* **WORK REQUIRED**: With the line containing "given quiet period" as the starting point, output the remaining lines of the data exactly as they are, through the last.

[Stored items]
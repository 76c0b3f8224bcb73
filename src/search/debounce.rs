//! Trailing debounce, independent of any event loop
//!
//! The caller owns the clock: [`Debouncer::push`] records a value together
//! with the time it arrived, and [`Debouncer::poll`] hands the value back
//! once no newer value arrived for the quiet period.

use std::time::{Duration, Instant};

/// Trailing debouncer
///
/// Each settled value is emitted exactly once. A value that settles on the
/// same thing that was emitted last is swallowed.
#[derive(Debug, Clone)]
pub struct Debouncer<T> {
    quiet: Duration,
    pending: Option<(T, Instant)>,
    last_fired: Option<T>,
}

impl<T: Clone + PartialEq> Debouncer<T> {
    /// Create a debouncer with the given quiet period
    #[must_use]
    pub const fn new(quiet: Duration) -> Self {
        Self {
            quiet,
            pending: None,
            last_fired: None,
        }
    }

    /// Record a new value, cancelling and replacing any pending one
    pub fn push(&mut self, value: T, now: Instant) {
        if self.pending.is_none() && self.last_fired.as_ref() == Some(&value) {
            return;
        }
        self.pending = Some((value, now + self.quiet));
    }

    /// Emit the pending value if its quiet period has elapsed at `now`
    pub fn poll(&mut self, now: Instant) -> Option<T> {
        match &self.pending {
            Some((_, deadline)) if *deadline <= now => self.fire(),
            _ => None,
        }
    }

    /// Emit the pending value immediately, regardless of the deadline
    pub fn flush(&mut self) -> Option<T> {
        self.fire()
    }

    /// When the pending value will settle, if there is one
    #[must_use]
    pub fn deadline(&self) -> Option<Instant> {
        self.pending.as_ref().map(|(_, deadline)| *deadline)
    }

    /// True if a value is waiting for its quiet period
    #[must_use]
    pub const fn is_pending(&self) -> bool {
        self.pending.is_some()
    }

    /// Quiet period
    #[must_use]
    pub const fn quiet(&self) -> Duration {
        self.quiet
    }

    fn fire(&mut self) -> Option<T> {
        let (value, _) = self.pending.take()?;
        if self.last_fired.as_ref() == Some(&value) {
            return None;
        }
        self.last_fired = Some(value.clone());
        Some(value)
    }
}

* **RESULT FOR THIS EXERCISE**:
    /// Create a debouncer with the given quiet period
    #[must_use]
    pub const fn new(quiet: Duration) -> Self {
        Self {
            quiet,
            pending: None,
            last_fired: None,
        }
    }

    /// Record a new value, cancelling and replacing any pending one
    pub fn push(&mut self, value: T, now: Instant) {
        if self.pending.is_none() && self.last_fired.as_ref() == Some(&value) {
            return;
        }
        self.pending = Some((value, now + self.quiet));
    }

    /// Emit the pending value if its quiet period has elapsed at `now`
    pub fn poll(&mut self, now: Instant) -> Option<T> {
        match &self.pending {
            Some((_, deadline)) if *deadline <= now => self.fire(),
            _ => None,
        }
    }

    /// Emit the pending value immediately, regardless of the deadline
    pub fn flush(&mut self) -> Option<T> {
        self.fire()
    }

    /// When the pending value will settle, if there is one
    #[must_use]
    pub fn deadline(&self) -> Option<Instant> {
        self.pending.as_ref().map(|(_, deadline)| *deadline)
    }

    /// True if a value is waiting for its quiet period
    #[must_use]
    pub const fn is_pending(&self) -> bool {
        self.pending.is_some()
    }

    /// Quiet period
    #[must_use]
    pub const fn quiet(&self) -> Duration {
        self.quiet
    }

    fn fire(&mut self) -> Option<T> {
        let (value, _) = self.pending.take()?;
        if self.last_fired.as_ref() == Some(&value) {
            return None;
        }
        self.last_fired = Some(value.clone());
        Some(value)
    }
}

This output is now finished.